[WORK INSTRUCTIONS]: Exactly and in full, give the records again.

[DATA LISTING]:
------------------------------------------------------------------------
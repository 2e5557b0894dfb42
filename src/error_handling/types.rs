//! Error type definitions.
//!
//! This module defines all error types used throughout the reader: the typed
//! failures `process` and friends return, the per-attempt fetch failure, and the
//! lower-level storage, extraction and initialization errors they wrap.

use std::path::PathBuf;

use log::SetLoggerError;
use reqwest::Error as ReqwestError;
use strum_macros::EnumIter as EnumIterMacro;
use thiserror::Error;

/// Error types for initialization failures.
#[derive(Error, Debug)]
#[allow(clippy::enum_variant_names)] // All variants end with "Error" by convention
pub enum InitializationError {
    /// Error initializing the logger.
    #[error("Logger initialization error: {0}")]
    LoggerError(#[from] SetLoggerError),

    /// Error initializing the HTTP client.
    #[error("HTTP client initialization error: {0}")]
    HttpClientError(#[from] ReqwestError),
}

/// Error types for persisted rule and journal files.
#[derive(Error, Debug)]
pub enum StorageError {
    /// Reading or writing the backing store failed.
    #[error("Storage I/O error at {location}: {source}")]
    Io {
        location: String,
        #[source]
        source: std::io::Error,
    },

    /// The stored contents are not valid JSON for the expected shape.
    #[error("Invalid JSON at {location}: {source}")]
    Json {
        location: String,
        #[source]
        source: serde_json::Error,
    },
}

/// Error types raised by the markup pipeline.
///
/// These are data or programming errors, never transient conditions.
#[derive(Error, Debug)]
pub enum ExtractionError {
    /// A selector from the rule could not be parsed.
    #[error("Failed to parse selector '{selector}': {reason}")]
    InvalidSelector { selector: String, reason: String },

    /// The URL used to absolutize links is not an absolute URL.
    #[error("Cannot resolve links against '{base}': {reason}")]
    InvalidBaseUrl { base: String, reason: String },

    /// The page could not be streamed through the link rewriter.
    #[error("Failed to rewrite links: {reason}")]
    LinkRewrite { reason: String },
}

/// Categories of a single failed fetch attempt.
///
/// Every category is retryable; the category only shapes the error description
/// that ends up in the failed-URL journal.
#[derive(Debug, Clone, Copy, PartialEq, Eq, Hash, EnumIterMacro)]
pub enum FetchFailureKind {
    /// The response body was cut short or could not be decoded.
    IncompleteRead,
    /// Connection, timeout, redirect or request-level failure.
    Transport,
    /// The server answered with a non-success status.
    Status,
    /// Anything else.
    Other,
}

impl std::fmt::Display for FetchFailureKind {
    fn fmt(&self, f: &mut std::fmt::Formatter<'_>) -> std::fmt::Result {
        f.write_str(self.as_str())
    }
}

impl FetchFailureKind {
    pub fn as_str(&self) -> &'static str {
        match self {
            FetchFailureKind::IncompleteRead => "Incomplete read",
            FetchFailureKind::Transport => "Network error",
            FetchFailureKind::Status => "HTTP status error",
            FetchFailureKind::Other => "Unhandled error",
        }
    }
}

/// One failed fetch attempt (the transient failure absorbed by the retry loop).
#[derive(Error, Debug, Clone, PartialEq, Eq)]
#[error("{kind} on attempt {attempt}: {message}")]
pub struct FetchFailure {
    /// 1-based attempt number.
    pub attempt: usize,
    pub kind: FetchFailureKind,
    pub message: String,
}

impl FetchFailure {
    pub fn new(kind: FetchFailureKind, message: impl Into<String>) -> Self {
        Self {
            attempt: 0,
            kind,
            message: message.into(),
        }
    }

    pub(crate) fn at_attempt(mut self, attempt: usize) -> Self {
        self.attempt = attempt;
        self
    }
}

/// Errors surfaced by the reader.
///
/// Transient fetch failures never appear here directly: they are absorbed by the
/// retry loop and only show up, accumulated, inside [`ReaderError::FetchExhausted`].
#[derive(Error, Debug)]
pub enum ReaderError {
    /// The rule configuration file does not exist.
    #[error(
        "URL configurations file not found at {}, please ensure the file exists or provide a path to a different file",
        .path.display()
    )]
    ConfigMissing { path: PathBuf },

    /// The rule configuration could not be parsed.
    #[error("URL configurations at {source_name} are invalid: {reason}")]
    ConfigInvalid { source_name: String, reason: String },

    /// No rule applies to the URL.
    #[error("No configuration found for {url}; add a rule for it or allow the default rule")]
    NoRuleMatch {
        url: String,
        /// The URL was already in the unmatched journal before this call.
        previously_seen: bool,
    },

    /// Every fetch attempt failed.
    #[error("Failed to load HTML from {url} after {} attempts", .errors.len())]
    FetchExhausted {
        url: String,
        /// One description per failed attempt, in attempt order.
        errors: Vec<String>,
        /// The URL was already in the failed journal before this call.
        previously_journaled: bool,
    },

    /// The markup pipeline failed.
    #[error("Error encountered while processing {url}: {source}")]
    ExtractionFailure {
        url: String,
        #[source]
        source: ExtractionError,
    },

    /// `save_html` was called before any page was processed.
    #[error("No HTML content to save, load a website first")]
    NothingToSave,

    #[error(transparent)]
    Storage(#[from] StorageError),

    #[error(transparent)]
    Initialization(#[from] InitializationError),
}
------------------------------------------------------------------------
[ANSWER BOX]:
repository 2e5557b0894dfb42
filename src/error_handling/types.rs
//! Error type definitions.
//!
//! This module defines all error types used throughout the reader: the typed
//! failures `process` and friends return, the per-attempt fetch failure, and the
//! lower-level storage, extraction and initialization errors they wrap.

use std::path::PathBuf;

use log::SetLoggerError;
use reqwest::Error as ReqwestError;
use strum_macros::EnumIter as EnumIterMacro;
use thiserror::Error;

/// Error types for initialization failures.
#[derive(Error, Debug)]
#[allow(clippy::enum_variant_names)] // All variants end with "Error" by convention
pub enum InitializationError {
    /// Error initializing the logger.
    #[error("Logger initialization error: {0}")]
    LoggerError(#[from] SetLoggerError),

    /// Error initializing the HTTP client.
    #[error("HTTP client initialization error: {0}")]
    HttpClientError(#[from] ReqwestError),
}

/// Error types for persisted rule and journal files.
#[derive(Error, Debug)]
pub enum StorageError {
    /// Reading or writing the backing store failed.
    #[error("Storage I/O error at {location}: {source}")]
    Io {
        location: String,
        #[source]
        source: std::io::Error,
    },

    /// The stored contents are not valid JSON for the expected shape.
    #[error("Invalid JSON at {location}: {source}")]
    Json {
        location: String,
        #[source]
        source: serde_json::Error,
    },
}

/// Error types raised by the markup pipeline.
///
/// These are data or programming errors, never transient conditions.
#[derive(Error, Debug)]
pub enum ExtractionError {
    /// A selector from the rule could not be parsed.
    #[error("Failed to parse selector '{selector}': {reason}")]
    InvalidSelector { selector: String, reason: String },

    /// The URL used to absolutize links is not an absolute URL.
    #[error("Cannot resolve links against '{base}': {reason}")]
    InvalidBaseUrl { base: String, reason: String },

    /// The page could not be streamed through the link rewriter.
    #[error("Failed to rewrite links: {reason}")]
    LinkRewrite { reason: String },
}

/// Categories of a single failed fetch attempt.
///
/// Every category is retryable; the category only shapes the error description
/// that ends up in the failed-URL journal.
#[derive(Debug, Clone, Copy, PartialEq, Eq, Hash, EnumIterMacro)]
pub enum FetchFailureKind {
    /// The response body was cut short or could not be decoded.
    IncompleteRead,
    /// Connection, timeout, redirect or request-level failure.
    Transport,
    /// The server answered with a non-success status.
    Status,
    /// Anything else.
    Other,
}

impl std::fmt::Display for FetchFailureKind {
    fn fmt(&self, f: &mut std::fmt::Formatter<'_>) -> std::fmt::Result {
        f.write_str(self.as_str())
    }
}

impl FetchFailureKind {
    pub fn as_str(&self) -> &'static str {
        match self {
            FetchFailureKind::IncompleteRead => "Incomplete read",
            FetchFailureKind::Transport => "Network error",
            FetchFailureKind::Status => "HTTP status error",
            FetchFailureKind::Other => "Unhandled error",
        }
    }
}

/// One failed fetch attempt (the transient failure absorbed by the retry loop).
#[derive(Error, Debug, Clone, PartialEq, Eq)]
#[error("{kind} on attempt {attempt}: {message}")]
pub struct FetchFailure {
    /// 1-based attempt number.
    pub attempt: usize,
    pub kind: FetchFailureKind,
    pub message: String,
}

impl FetchFailure {
    pub fn new(kind: FetchFailureKind, message: impl Into<String>) -> Self {
        Self {
            attempt: 0,
            kind,
            message: message.into(),
        }
    }

    pub(crate) fn at_attempt(mut self, attempt: usize) -> Self {
        self.attempt = attempt;
        self
    }
}

/// Errors surfaced by the reader.
///
/// Transient fetch failures never appear here directly: they are absorbed by the
/// retry loop and only show up, accumulated, inside [`ReaderError::FetchExhausted`].
#[derive(Error, Debug)]
pub enum ReaderError {
    /// The rule configuration file does not exist.
    #[error(
        "URL configurations file not found at {}, please ensure the file exists or provide a path to a different file",
        .path.display()
    )]
    ConfigMissing { path: PathBuf },

    /// The rule configuration could not be parsed.
    #[error("URL configurations at {source_name} are invalid: {reason}")]
    ConfigInvalid { source_name: String, reason: String },

    /// No rule applies to the URL.
    #[error("No configuration found for {url}; add a rule for it or allow the default rule")]
    NoRuleMatch {
        url: String,
        /// The URL was already in the unmatched journal before this call.
        previously_seen: bool,
    },

    /// Every fetch attempt failed.
    #[error("Failed to load HTML from {url} after {} attempts", .errors.len())]
    FetchExhausted {
        url: String,
        /// One description per failed attempt, in attempt order.
        errors: Vec<String>,
        /// The URL was already in the failed journal before this call.
        previously_journaled: bool,
    },

    /// The markup pipeline failed.
    #[error("Error encountered while processing {url}: {source}")]
    ExtractionFailure {
        url: String,
        #[source]
        source: ExtractionError,
    },

    /// `save_html` was called before any page was processed.
    #[error("No HTML content to save, load a website first")]
    NothingToSave,

    #[error(transparent)]
    Storage(#[from] StorageError),

    #[error(transparent)]
    Initialization(#[from] InitializationError),
}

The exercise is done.